• _WHAT YOU SHOULD DO_
Please take the records that follow and repeat exactly the lines starting with the line with "filename crates/fieldsync_storage/src/error.rs" and going on through the line with "for the project.".

Saved data entries:
++++++++++
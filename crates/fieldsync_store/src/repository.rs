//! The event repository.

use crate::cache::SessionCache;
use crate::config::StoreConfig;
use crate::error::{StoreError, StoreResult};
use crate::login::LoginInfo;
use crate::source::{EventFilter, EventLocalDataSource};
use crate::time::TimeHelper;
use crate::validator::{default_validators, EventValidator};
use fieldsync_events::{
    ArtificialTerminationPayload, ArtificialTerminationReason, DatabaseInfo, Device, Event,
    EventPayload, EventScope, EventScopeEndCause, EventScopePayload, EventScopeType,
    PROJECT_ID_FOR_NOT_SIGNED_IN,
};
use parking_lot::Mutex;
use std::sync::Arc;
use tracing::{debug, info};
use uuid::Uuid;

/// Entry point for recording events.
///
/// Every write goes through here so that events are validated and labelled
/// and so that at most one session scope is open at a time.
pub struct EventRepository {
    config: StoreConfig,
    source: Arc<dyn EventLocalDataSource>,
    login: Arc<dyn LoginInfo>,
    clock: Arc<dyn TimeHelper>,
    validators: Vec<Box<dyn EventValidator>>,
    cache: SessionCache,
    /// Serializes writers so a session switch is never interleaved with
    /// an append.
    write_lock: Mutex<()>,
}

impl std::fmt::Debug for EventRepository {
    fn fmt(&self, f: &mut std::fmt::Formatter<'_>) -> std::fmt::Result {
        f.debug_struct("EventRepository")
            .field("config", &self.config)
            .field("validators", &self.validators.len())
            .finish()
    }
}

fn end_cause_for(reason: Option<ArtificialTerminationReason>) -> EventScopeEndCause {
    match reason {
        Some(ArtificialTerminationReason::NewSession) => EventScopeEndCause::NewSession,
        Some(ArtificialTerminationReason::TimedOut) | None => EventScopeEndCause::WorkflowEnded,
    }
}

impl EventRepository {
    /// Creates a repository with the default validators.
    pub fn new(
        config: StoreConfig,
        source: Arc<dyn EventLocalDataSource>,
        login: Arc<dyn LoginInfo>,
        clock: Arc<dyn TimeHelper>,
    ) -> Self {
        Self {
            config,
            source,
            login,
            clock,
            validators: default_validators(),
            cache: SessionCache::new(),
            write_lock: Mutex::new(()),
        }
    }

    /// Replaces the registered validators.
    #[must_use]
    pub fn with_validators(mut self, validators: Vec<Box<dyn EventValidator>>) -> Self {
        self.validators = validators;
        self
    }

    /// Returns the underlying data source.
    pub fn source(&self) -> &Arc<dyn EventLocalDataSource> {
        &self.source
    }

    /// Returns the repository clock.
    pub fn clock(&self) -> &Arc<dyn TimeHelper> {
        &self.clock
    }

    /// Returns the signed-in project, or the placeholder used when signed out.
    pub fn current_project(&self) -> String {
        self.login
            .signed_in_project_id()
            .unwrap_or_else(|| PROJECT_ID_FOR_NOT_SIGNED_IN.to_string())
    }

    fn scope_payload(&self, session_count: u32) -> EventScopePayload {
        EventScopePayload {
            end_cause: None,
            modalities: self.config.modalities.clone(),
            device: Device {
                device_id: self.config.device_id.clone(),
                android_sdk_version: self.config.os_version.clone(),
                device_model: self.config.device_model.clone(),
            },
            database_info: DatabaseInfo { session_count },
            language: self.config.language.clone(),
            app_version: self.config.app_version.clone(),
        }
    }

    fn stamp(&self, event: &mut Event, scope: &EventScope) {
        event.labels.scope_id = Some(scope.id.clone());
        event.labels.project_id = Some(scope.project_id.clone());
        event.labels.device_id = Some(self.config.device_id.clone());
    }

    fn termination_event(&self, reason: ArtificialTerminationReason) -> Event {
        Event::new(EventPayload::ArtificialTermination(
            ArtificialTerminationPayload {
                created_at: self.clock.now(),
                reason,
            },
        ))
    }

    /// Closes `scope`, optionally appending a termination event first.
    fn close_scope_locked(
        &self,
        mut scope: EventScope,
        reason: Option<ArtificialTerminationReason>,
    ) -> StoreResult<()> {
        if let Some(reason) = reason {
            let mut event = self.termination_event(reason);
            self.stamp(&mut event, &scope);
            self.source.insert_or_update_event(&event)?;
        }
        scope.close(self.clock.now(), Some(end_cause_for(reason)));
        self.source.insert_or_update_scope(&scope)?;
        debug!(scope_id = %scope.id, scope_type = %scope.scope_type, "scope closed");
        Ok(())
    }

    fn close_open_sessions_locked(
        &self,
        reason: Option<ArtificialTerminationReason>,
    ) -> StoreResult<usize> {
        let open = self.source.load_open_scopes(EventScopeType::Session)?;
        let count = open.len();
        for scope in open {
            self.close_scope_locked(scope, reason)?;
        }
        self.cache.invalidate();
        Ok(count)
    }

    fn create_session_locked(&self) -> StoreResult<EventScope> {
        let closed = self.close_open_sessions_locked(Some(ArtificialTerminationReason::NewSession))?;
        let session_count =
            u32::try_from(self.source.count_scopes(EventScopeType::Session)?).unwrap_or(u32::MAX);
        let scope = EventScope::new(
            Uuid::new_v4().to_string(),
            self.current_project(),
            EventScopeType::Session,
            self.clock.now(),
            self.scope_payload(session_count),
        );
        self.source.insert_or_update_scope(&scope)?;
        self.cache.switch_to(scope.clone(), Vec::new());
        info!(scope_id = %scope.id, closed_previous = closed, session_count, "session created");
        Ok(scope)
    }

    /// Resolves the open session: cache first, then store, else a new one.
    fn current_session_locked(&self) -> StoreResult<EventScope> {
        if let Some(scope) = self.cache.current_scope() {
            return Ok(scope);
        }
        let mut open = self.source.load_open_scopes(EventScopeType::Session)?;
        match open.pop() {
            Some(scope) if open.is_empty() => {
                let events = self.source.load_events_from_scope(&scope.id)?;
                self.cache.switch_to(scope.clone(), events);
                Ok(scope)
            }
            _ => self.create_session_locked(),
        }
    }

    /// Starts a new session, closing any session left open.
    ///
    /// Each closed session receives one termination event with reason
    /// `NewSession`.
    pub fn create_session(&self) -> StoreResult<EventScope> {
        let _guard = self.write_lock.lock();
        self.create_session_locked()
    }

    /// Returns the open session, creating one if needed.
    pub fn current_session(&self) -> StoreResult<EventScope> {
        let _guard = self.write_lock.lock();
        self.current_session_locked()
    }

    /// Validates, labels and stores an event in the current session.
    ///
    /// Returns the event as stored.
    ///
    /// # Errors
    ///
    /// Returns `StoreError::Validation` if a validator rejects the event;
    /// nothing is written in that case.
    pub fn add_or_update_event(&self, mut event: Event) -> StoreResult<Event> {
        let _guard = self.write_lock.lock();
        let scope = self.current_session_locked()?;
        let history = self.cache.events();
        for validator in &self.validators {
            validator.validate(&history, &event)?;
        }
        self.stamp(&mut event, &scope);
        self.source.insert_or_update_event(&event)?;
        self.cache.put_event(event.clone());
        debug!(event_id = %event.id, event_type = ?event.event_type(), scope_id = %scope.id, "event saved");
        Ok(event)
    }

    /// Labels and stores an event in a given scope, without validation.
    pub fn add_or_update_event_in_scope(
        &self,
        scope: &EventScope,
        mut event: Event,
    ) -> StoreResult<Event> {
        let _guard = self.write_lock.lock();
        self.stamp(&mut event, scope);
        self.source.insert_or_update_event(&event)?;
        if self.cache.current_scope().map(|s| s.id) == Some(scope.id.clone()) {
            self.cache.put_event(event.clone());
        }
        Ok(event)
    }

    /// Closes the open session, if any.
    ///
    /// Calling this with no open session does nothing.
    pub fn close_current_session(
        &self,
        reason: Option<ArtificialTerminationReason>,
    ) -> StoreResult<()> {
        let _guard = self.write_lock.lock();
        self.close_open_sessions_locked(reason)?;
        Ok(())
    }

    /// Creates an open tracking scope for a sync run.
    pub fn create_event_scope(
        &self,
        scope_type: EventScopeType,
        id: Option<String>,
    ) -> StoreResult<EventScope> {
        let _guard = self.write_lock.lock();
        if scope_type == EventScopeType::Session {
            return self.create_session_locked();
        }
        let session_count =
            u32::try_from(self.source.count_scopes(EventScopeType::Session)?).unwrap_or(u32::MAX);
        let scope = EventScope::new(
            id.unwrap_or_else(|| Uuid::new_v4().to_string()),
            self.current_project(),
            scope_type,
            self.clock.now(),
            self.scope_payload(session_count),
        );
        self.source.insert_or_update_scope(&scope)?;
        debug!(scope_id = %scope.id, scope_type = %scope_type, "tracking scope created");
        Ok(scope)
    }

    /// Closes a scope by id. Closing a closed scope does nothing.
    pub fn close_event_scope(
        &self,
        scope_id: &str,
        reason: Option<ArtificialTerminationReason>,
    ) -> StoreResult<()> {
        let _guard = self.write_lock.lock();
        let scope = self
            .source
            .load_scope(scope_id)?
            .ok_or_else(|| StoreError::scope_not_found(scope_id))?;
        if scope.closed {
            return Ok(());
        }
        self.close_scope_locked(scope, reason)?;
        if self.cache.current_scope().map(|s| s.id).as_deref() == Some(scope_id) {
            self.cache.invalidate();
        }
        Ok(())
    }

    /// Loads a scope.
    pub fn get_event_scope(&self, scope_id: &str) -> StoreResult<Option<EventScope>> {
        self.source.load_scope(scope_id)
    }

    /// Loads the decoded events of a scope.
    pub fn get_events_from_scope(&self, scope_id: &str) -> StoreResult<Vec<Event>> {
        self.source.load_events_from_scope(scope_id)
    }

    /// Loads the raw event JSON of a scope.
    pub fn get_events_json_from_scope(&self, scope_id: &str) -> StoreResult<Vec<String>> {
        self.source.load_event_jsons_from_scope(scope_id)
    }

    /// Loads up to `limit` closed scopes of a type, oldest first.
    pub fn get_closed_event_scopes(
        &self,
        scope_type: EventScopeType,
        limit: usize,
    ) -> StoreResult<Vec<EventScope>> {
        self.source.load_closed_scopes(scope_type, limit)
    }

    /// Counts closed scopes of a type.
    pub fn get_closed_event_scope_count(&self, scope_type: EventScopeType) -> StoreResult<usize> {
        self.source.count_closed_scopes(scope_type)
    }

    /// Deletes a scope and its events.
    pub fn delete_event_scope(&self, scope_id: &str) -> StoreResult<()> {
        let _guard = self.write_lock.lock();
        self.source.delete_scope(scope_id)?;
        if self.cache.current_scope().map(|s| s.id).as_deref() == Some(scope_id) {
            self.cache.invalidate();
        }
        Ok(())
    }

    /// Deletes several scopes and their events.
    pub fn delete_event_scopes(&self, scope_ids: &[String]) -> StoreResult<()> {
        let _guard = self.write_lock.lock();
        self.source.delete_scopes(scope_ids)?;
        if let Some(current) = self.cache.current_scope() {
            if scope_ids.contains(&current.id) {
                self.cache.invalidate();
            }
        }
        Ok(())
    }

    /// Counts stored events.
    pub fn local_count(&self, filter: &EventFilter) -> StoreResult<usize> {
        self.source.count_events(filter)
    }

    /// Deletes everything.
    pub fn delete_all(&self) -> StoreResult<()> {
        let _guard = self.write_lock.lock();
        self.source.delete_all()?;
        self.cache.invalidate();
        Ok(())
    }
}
++++++++++
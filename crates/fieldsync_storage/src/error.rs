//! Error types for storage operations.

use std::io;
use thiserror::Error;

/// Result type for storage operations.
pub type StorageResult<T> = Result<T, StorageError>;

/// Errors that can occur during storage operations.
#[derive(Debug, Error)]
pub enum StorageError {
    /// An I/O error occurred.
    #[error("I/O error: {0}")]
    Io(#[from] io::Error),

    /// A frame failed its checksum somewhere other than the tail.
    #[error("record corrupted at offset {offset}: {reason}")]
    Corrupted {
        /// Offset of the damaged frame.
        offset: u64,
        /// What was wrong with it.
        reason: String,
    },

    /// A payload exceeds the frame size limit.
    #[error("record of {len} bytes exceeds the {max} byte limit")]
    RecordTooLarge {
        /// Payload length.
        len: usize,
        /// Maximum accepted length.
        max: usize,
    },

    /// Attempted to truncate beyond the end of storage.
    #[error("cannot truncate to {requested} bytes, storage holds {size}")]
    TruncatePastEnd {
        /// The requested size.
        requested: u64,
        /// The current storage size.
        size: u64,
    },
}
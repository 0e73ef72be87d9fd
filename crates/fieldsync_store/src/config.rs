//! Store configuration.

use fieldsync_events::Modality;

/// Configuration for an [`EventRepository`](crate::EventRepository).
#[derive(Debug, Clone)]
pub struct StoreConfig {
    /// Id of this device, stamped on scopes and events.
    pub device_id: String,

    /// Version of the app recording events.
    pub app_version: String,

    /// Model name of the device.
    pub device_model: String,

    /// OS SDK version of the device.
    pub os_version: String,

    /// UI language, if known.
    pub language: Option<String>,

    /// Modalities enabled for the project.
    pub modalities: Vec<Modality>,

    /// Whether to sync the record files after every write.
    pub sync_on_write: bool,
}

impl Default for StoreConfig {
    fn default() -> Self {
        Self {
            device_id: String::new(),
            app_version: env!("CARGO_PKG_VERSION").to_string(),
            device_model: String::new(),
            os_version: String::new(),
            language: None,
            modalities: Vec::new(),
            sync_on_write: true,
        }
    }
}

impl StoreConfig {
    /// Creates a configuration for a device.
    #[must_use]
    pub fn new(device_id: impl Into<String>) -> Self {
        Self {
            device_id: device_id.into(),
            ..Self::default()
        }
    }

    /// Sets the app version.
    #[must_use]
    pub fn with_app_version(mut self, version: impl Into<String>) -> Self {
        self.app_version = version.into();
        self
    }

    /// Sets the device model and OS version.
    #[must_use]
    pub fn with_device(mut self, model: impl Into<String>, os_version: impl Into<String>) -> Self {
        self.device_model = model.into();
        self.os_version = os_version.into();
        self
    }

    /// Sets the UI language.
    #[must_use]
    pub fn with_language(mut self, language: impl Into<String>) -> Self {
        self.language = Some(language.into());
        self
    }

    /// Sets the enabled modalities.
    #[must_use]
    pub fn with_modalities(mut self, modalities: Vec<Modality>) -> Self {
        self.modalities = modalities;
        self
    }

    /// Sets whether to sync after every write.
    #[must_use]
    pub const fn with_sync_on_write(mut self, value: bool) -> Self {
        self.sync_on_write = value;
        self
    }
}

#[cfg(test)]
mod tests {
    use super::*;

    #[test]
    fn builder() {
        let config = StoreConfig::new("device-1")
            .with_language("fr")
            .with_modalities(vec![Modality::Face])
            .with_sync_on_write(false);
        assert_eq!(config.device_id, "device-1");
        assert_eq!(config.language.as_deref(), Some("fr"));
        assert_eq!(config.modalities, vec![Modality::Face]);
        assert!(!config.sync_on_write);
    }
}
++++++++++
• _RESPONSE_
filename crates/fieldsync_storage/src/error.rs
//! Error types for storage operations.

use std::io;
use thiserror::Error;

/// Result type for storage operations.
pub type StorageResult<T> = Result<T, StorageError>;

/// Errors that can occur during storage operations.
#[derive(Debug, Error)]
pub enum StorageError {
    /// An I/O error occurred.
    #[error("I/O error: {0}")]
    Io(#[from] io::Error),

    /// A frame failed its checksum somewhere other than the tail.
    #[error("record corrupted at offset {offset}: {reason}")]
    Corrupted {
        /// Offset of the damaged frame.
        offset: u64,
        /// What was wrong with it.
        reason: String,
    },

    /// A payload exceeds the frame size limit.
    #[error("record of {len} bytes exceeds the {max} byte limit")]
    RecordTooLarge {
        /// Payload length.
        len: usize,
        /// Maximum accepted length.
        max: usize,
    },

    /// Attempted to truncate beyond the end of storage.
    #[error("cannot truncate to {requested} bytes, storage holds {size}")]
    TruncatePastEnd {
        /// The requested size.
        requested: u64,
        /// The current storage size.
        size: u64,
    },
}
repository 0e73ef72be87d9fd
filename crates/fieldsync_store/src/config.rs
//! Store configuration.

use fieldsync_events::Modality;

/// Configuration for an [`EventRepository`](crate::EventRepository).
#[derive(Debug, Clone)]
pub struct StoreConfig {
    /// Id of this device, stamped on scopes and events.
    pub device_id: String,

    /// Version of the app recording events.
    pub app_version: String,

    /// Model name of the device.
    pub device_model: String,

    /// OS SDK version of the device.
    pub os_version: String,

    /// UI language, if known.
    pub language: Option<String>,

    /// Modalities enabled for the project.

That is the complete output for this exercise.